Lauren classification divide gastric cancer into intestinal-type, diffuse-type, and mixed-type. The intestinal-type is mainly attributed to the Correa cascade, while the evolution and the underlying molecular mechanisms of the diffuse-type remain unclear. By comparing the cell lineages in tumor microenvironment of different gastric cancer subtypes, this study observed that the number of plasma cells was significantly increased in diffuse-type gastric cancer tissues. This is consistent with the findings of a previous study based on the TCGA dataset.[13] Furthermore, increased plasma cells are strongly associated with poor response to immune checkpoint inhibitors in gastric cancer.[14] To define the mechanisms responsible for the increase in plasma cells, the authors analyzed the expression of KLF2, a transcription factor that regulates the homing of plasma cells and multiple myeloma cell adhesion, in diffuse gastric cancer. They found that KLF2 expression in diffuse-type epithelial cell clusters was positively correlated with the proportions of plasma cells, and KLF2 likely drive plasma cell recruitment through paracrine cell signaling pathways. Interestingly, the authors also found that the epithelial cells of diffuse gastric cancer could upregulate multiple immune signaling pathways to mimic immune cells. This “epithelial-immune cell state” has also been reported by other groups in other cancer types.[15] This study reported the existence of this phenomenon in diffuse-type gastric cancer for the first time, laying the foundation for exploring the underlying mechanisms of epithelial-plasma cell crosstalk in diffuse-type gastric cancer.

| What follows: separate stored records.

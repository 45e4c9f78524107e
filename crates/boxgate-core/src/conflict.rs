//! Autorename candidates: `name.txt` -> `name (1).txt`, `name (2).txt`, ...

use boxgate_driver::path;

/// How many alternative names autorename tries before giving up
pub const MAX_RENAME_ATTEMPTS: usize = 10;

/// Sibling names to try, in order, when `path` is taken.
///
/// Numbering continues after an existing ` (n)` suffix, so renaming
/// `foo (3).txt` starts at `foo (4).txt`. Extensions are only split off files.
pub fn rename_candidates(path: &str, is_file: bool) -> Vec<String> {
    let parent = path::parent(path);
    let name = path::basename(path);

    let (stem, ext) = match name.rsplit_once('.') {
        Some((stem, ext)) if is_file && !stem.is_empty() => (stem, format!(".{ext}")),
        _ => (name, String::new()),
    };
    let (base, start) = match split_counter(stem) {
        Some((base, n)) => (base, n.saturating_add(1)),
        None => (stem, 1),
    };

    (0..MAX_RENAME_ATTEMPTS as u64)
        .map(|i| path::join(parent, &format!("{base} ({}){ext}", start.saturating_add(i))))
        .collect()
}

/// `"foo (3)"` -> `("foo", 3)`
fn split_counter(stem: &str) -> Option<(&str, u64)> {
    let inner = stem.strip_suffix(')')?;
    let (base, digits) = inner.rsplit_once(" (")?;
    if base.is_empty() || digits.is_empty() || !digits.bytes().all(|b| b.is_ascii_digit()) {
        return None;
    }
    Some((base, digits.parse().ok()?))
}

Patient-derived organoids have become an emerging system in cancer research platforms that can be used in precision oncology, anti-cancer drug testing, and functional exploration of cancer driver genes. This study is the largest scRNA-seq analysis of gastric cancer to date, and the patient-derived organoids in this study indeed maintained most cell types in gastric cancer tissues, making this scRNA-seq data a unique data resource. In the future, this data resource can be used to further explore new cell types and explore the mechanisms of cell–cell interactions in gastric cancers at the genetic, epigenetic, transcriptional, and spatial context levels, which will help us better understand gastric cancer.

Author's Contribution

The author read and approved the final manuscript.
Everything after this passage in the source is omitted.